In order to tune an Oracle database the first step in a complete analysis is to verify the machine because there are a couple of factors that can only be clearly determined by looking at machine statistics. Those two factors are Memory Usage CPU Usage Memory and CPU problems will have tell tale repercussions on Oracle performance statistics and thus can be deduced from just looking at the Oracle statistics, but it is clear just to start with the machine statistics. CPU For CPU, we check the “run queue” which is the number of processes that are ready to run but have to wait for the CPU. A machine free of CPU contention would have a run queue of 0 and could have CPU usage near 100% at the same time. A high CPU usage can be a good sign that the system is being utilized fully. On the other hand a high run queue will indicated that there is more demand for CPU than CPU power available. High run queue can be determined via Oracle statistics by looking at ASH data and seeing if more sessions are marked as being on the CPU than the number of CPUs available.
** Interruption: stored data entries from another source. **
//! Content catalog lint: load and validate `data/scenarios.json` and
//! `data/lessons.json`, print a breakdown, exit non-zero on bad content.
//!
//! Run this after editing catalog files; the server performs the same
//! validation at startup but this gives a faster loop.

use std::collections::BTreeMap;

use pokercoach::content::{ContentCatalog, CHAPTER_ORDER};

fn main() {
    let _base = pokercoach::env_config::init_base_path();

    let catalog = match ContentCatalog::load(std::path::Path::new("data")) {
        Ok(catalog) => catalog,
        Err(e) => {
            eprintln!("INVALID: {e}");
            std::process::exit(1);
        }
    };

    println!("Scenarios: {}", catalog.scenarios().len());
    let mut by_difficulty: BTreeMap<&str, usize> = BTreeMap::new();
    let mut by_stage: BTreeMap<&str, usize> = BTreeMap::new();
    let mut unscored = 0usize;
    for s in catalog.scenarios() {
        *by_difficulty.entry(s.difficulty.as_str()).or_insert(0) += 1;
        *by_stage.entry(s.stage.as_str()).or_insert(0) += 1;
        if s.ideal_decision.is_none() {
            unscored += 1;
            println!("  WARNING: {} has no ideal decision (cannot be scored)", s.id);
        }
    }
    for (difficulty, count) in &by_difficulty {
        println!("  {:<8} {}", difficulty, count);
    }
    for (stage, count) in &by_stage {
        println!("  {:<8} {}", stage, count);
    }

    println!("Lessons: {}", catalog.lesson_count());
    for chapter in CHAPTER_ORDER {
        let count = catalog
            .lessons()
            .into_iter()
            .filter(|l| l.chapter == chapter)
            .count();
        println!("  {:<40} {}", chapter, count);
    }

    if unscored > 0 {
        println!("{} scenario(s) cannot be scored yet", unscored);
    }
    println!("Content OK");
}
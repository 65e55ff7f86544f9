use crate::{endpoints::EndpointError, ProxyList, Session};
use reqwest::Client;
use serde_derive::Deserialize;

/// Fetch the user's tunnels.
pub async fn get_user_proxies(
    client: &Client,
    hostname: &str,
    session: &Session,
) -> Result<ProxyList, EndpointError> {
    let response =
        super::post(client, hostname, "frp/api/getUserProxies", session).await?;

    let body = response.text().await?;
    log::trace!("Response: {}", body);

    let document: Document = serde_json::from_str(&body)?;

    Ok(document.data)
}

#[derive(Debug, Deserialize)]
struct Document {
    data: ProxyList,
}
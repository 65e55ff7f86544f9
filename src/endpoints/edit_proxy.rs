use crate::{endpoints::EndpointError, Session};
use reqwest::Client;

/// Change a tunnel's options, returning the service's success flag.
///
/// `changes` is sent to the service verbatim; the accepted keys are
/// whatever `/frp/api/editProxy` accepts.
pub async fn edit_proxy(
    client: &Client,
    hostname: &str,
    session: &Session,
    proxy_id: &str,
    changes: &[(String, String)],
) -> Result<bool, EndpointError> {
    let mut data = vec![
        (String::from("session"), session.token.clone()),
        (String::from("proxy_id"), String::from(proxy_id)),
    ];
    data.extend(changes.iter().cloned());

    let response =
        super::send_form(client, hostname, "frp/api/editProxy", Some(session), &data)
            .await?;

    let body = response.text().await?;
    log::trace!("Response: {}", body);

    let parsed: super::FlagResponse = serde_json::from_str(&body)?;

    Ok(parsed.flag)
}
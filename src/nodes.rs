use crate::utils;
use serde_derive::Deserialize;
use serde_json::{Map, Value};

/// A forwarding server tunnels can be bound to.
///
/// Node records are treated as opaque beyond the id; whatever the service
/// reports (capacity, location, load) is kept in `attributes`.
#[derive(Debug, Clone, PartialEq, Deserialize)]
#[non_exhaustive]
pub struct Node {
    #[serde(deserialize_with = "utils::string_or_number")]
    pub id: String,
    #[serde(flatten)]
    pub attributes: Map<String, Value>,
}
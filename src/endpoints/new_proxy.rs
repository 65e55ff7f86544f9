use crate::{endpoints::EndpointError, Proxy, ProxyConfig, Session};
use reqwest::Client;

/// Ask the service to allocate a new tunnel, returning its success flag.
///
/// A missing name or remote port in the [`ProxyConfig`] is filled in with a
/// generated one. Use [`create_proxy()`] to also learn the id the service
/// assigned.
pub async fn new_proxy(
    client: &Client,
    hostname: &str,
    session: &Session,
    config: &ProxyConfig,
) -> Result<bool, EndpointError> {
    let name = config.resolved_name();
    let remote_port = config.resolved_remote_port();

    let data = form_params(session, config, &name, remote_port);
    let response =
        super::send_form(client, hostname, "frp/api/newProxy", Some(session), &data)
            .await?;

    let body = response.text().await?;
    log::trace!("Response: {}", body);

    let parsed: super::FlagResponse = serde_json::from_str(&body)?;

    Ok(parsed.flag)
}

/// Create a tunnel and report the id the service assigned to it.
///
/// The composite form of [`new_proxy()`]: it resolves the tunnel's name up
/// front, allocates the tunnel, re-fetches the user's tunnel list, and scans
/// it for the entry whose name matches.
pub async fn create_proxy(
    client: &Client,
    hostname: &str,
    session: &Session,
    config: ProxyConfig,
) -> Result<CreatedProxy, CreateProxyError> {
    let mut config = config;
    let name = config.resolved_name();
    config.name = Some(name.clone());

    let accepted = new_proxy(client, hostname, session, &config).await?;
    if !accepted {
        log::warn!("The service reported failure for {}", name);
    }

    let proxies = super::get_user_proxies(client, hostname, session).await?;

    match find_created(&proxies.list, &name) {
        Some(created) => Ok(created),
        None => Err(CreateProxyError::NotCreated { name }),
    }
}

fn find_created(proxies: &[Proxy], name: &str) -> Option<CreatedProxy> {
    proxies
        .iter()
        .find(|proxy| proxy.name == name)
        .map(|proxy| CreatedProxy {
            name: proxy.name.clone(),
            id: proxy.id.clone(),
        })
}

fn form_params(
    session: &Session,
    config: &ProxyConfig,
    name: &str,
    remote_port: u32,
) -> Vec<(String, String)> {
    let mut data = vec![
        (String::from("session"), session.token.clone()),
        (String::from("name"), String::from(name)),
        (String::from("node_id"), config.node_id.clone()),
        (String::from("type"), config.proxy_type.to_string()),
        (String::from("local_addr"), config.local_addr.clone()),
        (String::from("local_port"), config.local_port.to_string()),
        (String::from("remote_port"), remote_port.to_string()),
    ];
    data.extend(config.extras.iter().cloned());

    data
}

/// A freshly created tunnel.
#[derive(Debug, Clone, PartialEq)]
#[non_exhaustive]
pub struct CreatedProxy {
    pub name: String,
    /// The id the service assigned, usable with
    /// [`edit_proxy()`][super::edit_proxy] and
    /// [`remove_proxy()`][super::remove_proxy].
    pub id: String,
}

/// Possible errors that may be returned by [`create_proxy()`].
#[derive(Debug, thiserror::Error)]
pub enum CreateProxyError {
    /// One of the underlying requests failed.
    #[error("Unable to call the service")]
    Endpoint(#[from] EndpointError),
    /// The service took the request but the new tunnel never showed up in
    /// the tunnel list.
    #[error("No tunnel named {} was reported by the server", name)]
    NotCreated { name: String },
}

#[cfg(test)]
mod tests {
    use super::*;
    use crate::ProxyType;
    use serde_json::Map;

    fn session() -> Session {
        Session {
            authorization: String::from("tok-abc"),
            token: String::from("SESS123"),
        }
    }

    #[test]
    fn the_request_carries_every_parameter_and_the_extras() {
        let mut config = ProxyConfig::new("12");
        config.proxy_type = ProxyType::Udp;
        config.local_port = 8080;
        config
            .extras
            .push((String::from("dataEncrypt"), String::from("true")));

        let got = form_params(&session(), &config, "my-tunnel", 20_000);

        let should_be = vec![
            (String::from("session"), String::from("SESS123")),
            (String::from("name"), String::from("my-tunnel")),
            (String::from("node_id"), String::from("12")),
            (String::from("type"), String::from("udp")),
            (String::from("local_addr"), String::from("127.0.0.1")),
            (String::from("local_port"), String::from("8080")),
            (String::from("remote_port"), String::from("20000")),
            (String::from("dataEncrypt"), String::from("true")),
        ];
        assert_eq!(got, should_be);
    }

    #[test]
    fn a_missing_flag_reads_as_failure() {
        let parsed: crate::endpoints::FlagResponse =
            serde_json::from_str("{}").unwrap();

        assert!(!parsed.flag);
    }

    #[test]
    fn scanning_finds_the_tunnel_by_name() {
        let proxies = vec![
            Proxy {
                id: String::from("41"),
                name: String::from("other"),
                attributes: Map::new(),
            },
            Proxy {
                id: String::from("42"),
                name: String::from("my-tunnel"),
                attributes: Map::new(),
            },
        ];

        let got = find_created(&proxies, "my-tunnel").unwrap();

        assert_eq!(got.name, "my-tunnel");
        assert_eq!(got.id, "42");
    }

    #[test]
    fn a_scan_miss_is_reported_not_swallowed() {
        assert!(find_created(&[], "my-tunnel").is_none());
    }
}
//! The OpenFrp API's endpoints.

mod edit_proxy;
mod login;
mod new_proxy;
mod node_list;
mod remove_proxy;
mod sign;
mod user_info;
mod user_proxies;

pub use edit_proxy::edit_proxy;
pub use login::{login, LoginError};
pub use new_proxy::{create_proxy, new_proxy, CreateProxyError, CreatedProxy};
pub use node_list::node_list;
pub use remove_proxy::remove_proxy;
pub use sign::sign_in;
pub use user_info::get_user_info;
pub use user_proxies::get_user_proxies;

use crate::Session;
use reqwest::{header, Client, Error, Response};
use serde::Serialize;
use serde_derive::Deserialize;
use std::fmt::Debug;

/// Typical endpoint errors.
#[derive(Debug, thiserror::Error)]
pub enum EndpointError {
    /// The HTTP client encountered an error.
    #[error("Unable to send the request")]
    HttpClient(#[from] Error),
    /// Unable to parse the JSON in the response.
    #[error("Unable to parse the response")]
    ResponseParse(#[from] serde_json::Error),
}

/// The bare `{"flag": ..., "msg": ...}` reply the mutating endpoints send
/// back. A missing flag reads as false.
#[derive(Debug, Clone, PartialEq, Deserialize)]
pub(crate) struct FlagResponse {
    #[serde(default)]
    pub(crate) flag: bool,
    #[serde(default)]
    pub(crate) msg: Option<String>,
}

async fn send_form<D>(
    client: &Client,
    hostname: &str,
    path: &str,
    session: Option<&Session>,
    data: &D,
) -> Result<Response, Error>
where
    D: Debug + Serialize,
{
    let url = format!("https://{}/{}", hostname, path);

    log::debug!("Sending a request to {}", url);
    log::trace!("Payload: {:#?}", data);

    let mut request = client.post(&url).form(data);
    if let Some(session) = session {
        request =
            request.header(header::AUTHORIZATION, session.authorization.as_str());
    }

    let response = request.send().await?.error_for_status()?;

    log::trace!("Headers: {:#?}", response.headers());

    Ok(response)
}

async fn post(
    client: &Client,
    hostname: &str,
    path: &str,
    session: &Session,
) -> Result<Response, Error> {
    let url = format!("https://{}/{}", hostname, path);

    log::debug!("Sending a request to {}", url);

    let response = client
        .post(&url)
        .header(header::AUTHORIZATION, session.authorization.as_str())
        .send()
        .await?
        .error_for_status()?;

    log::trace!("Headers: {:#?}", response.headers());

    Ok(response)
}

async fn get(
    client: &Client,
    hostname: &str,
    path: &str,
    session: &Session,
) -> Result<Response, Error> {
    let url = format!("https://{}/{}", hostname, path);

    log::debug!("Sending a request to {}", url);

    let response = client
        .get(&url)
        .header(header::AUTHORIZATION, session.authorization.as_str())
        .send()
        .await?
        .error_for_status()?;

    log::trace!("Headers: {:#?}", response.headers());

    Ok(response)
}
For example if there are 4 sessions average active on CPU in the ASH data and only 2 CPUs then the machine is CPU bound. Solutions for high run queue are either to add more processors or reduce the load on the CPU. If the CPU is mainly being used by Oracle, then that is going to mean tuning the application and ther SQL queries. Memory If the machine is paging out to disk it means there is a memory crunch and can dramatically slow down Oracle. Oracle will sometimes indicate a paging problem through a spike in “latch free” waits but the only guarenteed method of diagnosing this problem is looking at the machine statistics. Machines have statistics for paging and free memory. Often there can be some free memory even when there is paging out because machines start paging out before memory is completely filled. Solutions if the machine is paging out are either to add more memory or to reduce memory usage. Memory usage can be reduced by reducing Oracle cache sizes or reducing Oracle session memory usage.